- [EXERCISE PROMPT]: Could you set down all of the data again, exactly as it stands?

- [SOURCE INFORMATION]:
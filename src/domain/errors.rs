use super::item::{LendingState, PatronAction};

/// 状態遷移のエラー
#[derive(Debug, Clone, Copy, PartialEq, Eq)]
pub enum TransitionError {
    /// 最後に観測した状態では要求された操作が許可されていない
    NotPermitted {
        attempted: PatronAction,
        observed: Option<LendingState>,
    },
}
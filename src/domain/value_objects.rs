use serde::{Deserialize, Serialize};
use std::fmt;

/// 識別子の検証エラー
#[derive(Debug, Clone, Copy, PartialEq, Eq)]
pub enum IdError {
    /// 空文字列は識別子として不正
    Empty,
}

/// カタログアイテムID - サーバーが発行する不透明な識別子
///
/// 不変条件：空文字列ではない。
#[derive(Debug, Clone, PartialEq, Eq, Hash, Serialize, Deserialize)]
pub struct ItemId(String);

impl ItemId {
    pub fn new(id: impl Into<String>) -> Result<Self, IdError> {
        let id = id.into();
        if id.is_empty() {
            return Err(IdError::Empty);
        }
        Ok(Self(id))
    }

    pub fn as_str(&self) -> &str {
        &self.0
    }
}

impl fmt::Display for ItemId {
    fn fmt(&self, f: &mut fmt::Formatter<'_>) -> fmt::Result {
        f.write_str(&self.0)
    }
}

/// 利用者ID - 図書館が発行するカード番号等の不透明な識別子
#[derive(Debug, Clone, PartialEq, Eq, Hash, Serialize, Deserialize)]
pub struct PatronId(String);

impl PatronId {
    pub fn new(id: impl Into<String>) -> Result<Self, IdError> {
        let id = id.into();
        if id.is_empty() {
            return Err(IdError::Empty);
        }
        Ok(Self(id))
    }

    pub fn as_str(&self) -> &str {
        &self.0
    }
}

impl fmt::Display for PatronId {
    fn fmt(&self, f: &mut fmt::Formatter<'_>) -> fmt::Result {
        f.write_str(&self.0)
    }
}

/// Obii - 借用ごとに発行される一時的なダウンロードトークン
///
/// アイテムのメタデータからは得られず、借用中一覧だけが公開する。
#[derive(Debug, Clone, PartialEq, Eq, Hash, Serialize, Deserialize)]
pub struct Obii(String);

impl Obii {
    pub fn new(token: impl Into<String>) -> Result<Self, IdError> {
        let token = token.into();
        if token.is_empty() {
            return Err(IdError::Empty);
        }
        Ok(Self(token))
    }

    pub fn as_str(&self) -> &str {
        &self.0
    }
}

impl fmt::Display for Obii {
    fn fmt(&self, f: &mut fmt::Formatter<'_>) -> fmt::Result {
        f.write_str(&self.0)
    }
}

- [WRITTEN REPLY]:
filename src/domain/errors.rs
use super::item::{LendingState, PatronAction};

/// 状態遷移のエラー
#[derive(Debug, Clone, Copy, PartialEq, Eq)]
pub enum TransitionError {
    /// 最後に観測した状態では要求された操作が許可されていない
    NotPermitted {
        attempted: PatronAction,
        observed: Option<LendingState>,
    },
}
filename src/domain/value_objects.rs
use serde::{Deserialize, Serialize};
use std::fmt;

/// 識別子の検証エラー
#[derive(Debug, Clone, Copy, PartialEq, Eq)]
pub enum IdError {
    /// 空文字列は識別子として不正
    Empty,
}

/// カタログアイテムID - サーバーが発行する不透明な識別子
///
/// 不変条件：空文字列ではない。
#[derive(Debug, Clone, PartialEq, Eq, Hash, Serialize, Deserialize)]
pub struct ItemId(String);

impl ItemId {
    pub fn new(id: impl Into<String>) -> Result<Self, IdError> {
        let id = id.into();
        if id.is_empty() {
            return Err(IdError::Empty);
        }
        Ok(Self(id))
    }

    pub fn as_str(&self) -> &str {
        &self.0
    }
}

impl fmt::Display for ItemId {
    fn fmt(&self, f: &mut fmt::Formatter<'_>) -> fmt::Result {
        f.write_str(&self.0)
    }
}

/// 利用者ID - 図書館が発行するカード番号等の不透明な識別子
#[derive(Debug, Clone, PartialEq, Eq, Hash, Serialize, Deserialize)]
pub struct PatronId(String);

impl PatronId {
    pub fn new(id: impl Into<String>) -> Result<Self, IdError> {
        let id = id.into();
        if id.is_empty() {
            return Err(IdError::Empty);
        }
        Ok(Self(id))
    }

    pub fn as_str(&self) -> &str {
        &self.0
    }
}

impl fmt::Display for PatronId {
    fn fmt(&self, f: &mut fmt::Formatter<'_>) -> fmt::Result {
        f.write_str(&self.0)
    }
}

/// Obii - 借用ごとに発行される一時的なダウンロードトークン
///
/// アイテムのメタデータからは得られず、借用中一覧だけが公開する。
#[derive(Debug, Clone, PartialEq, Eq, Hash, Serialize, Deserialize)]
pub struct Obii(String);

impl Obii {
    pub fn new(token: impl Into<String>) -> Result<Self, IdError> {
        let token = token.into();
        if token.is_empty() {
            return Err(IdError::Empty);
        }
        Ok(Self(token))
    }

    pub fn as_str(&self) -> &str {
        &self.0
    }
}

impl fmt::Display for Obii {
    fn fmt(&self, f: &mut fmt::Formatter<'_>) -> fmt::Result {
        f.write_str(&self.0)
    }
}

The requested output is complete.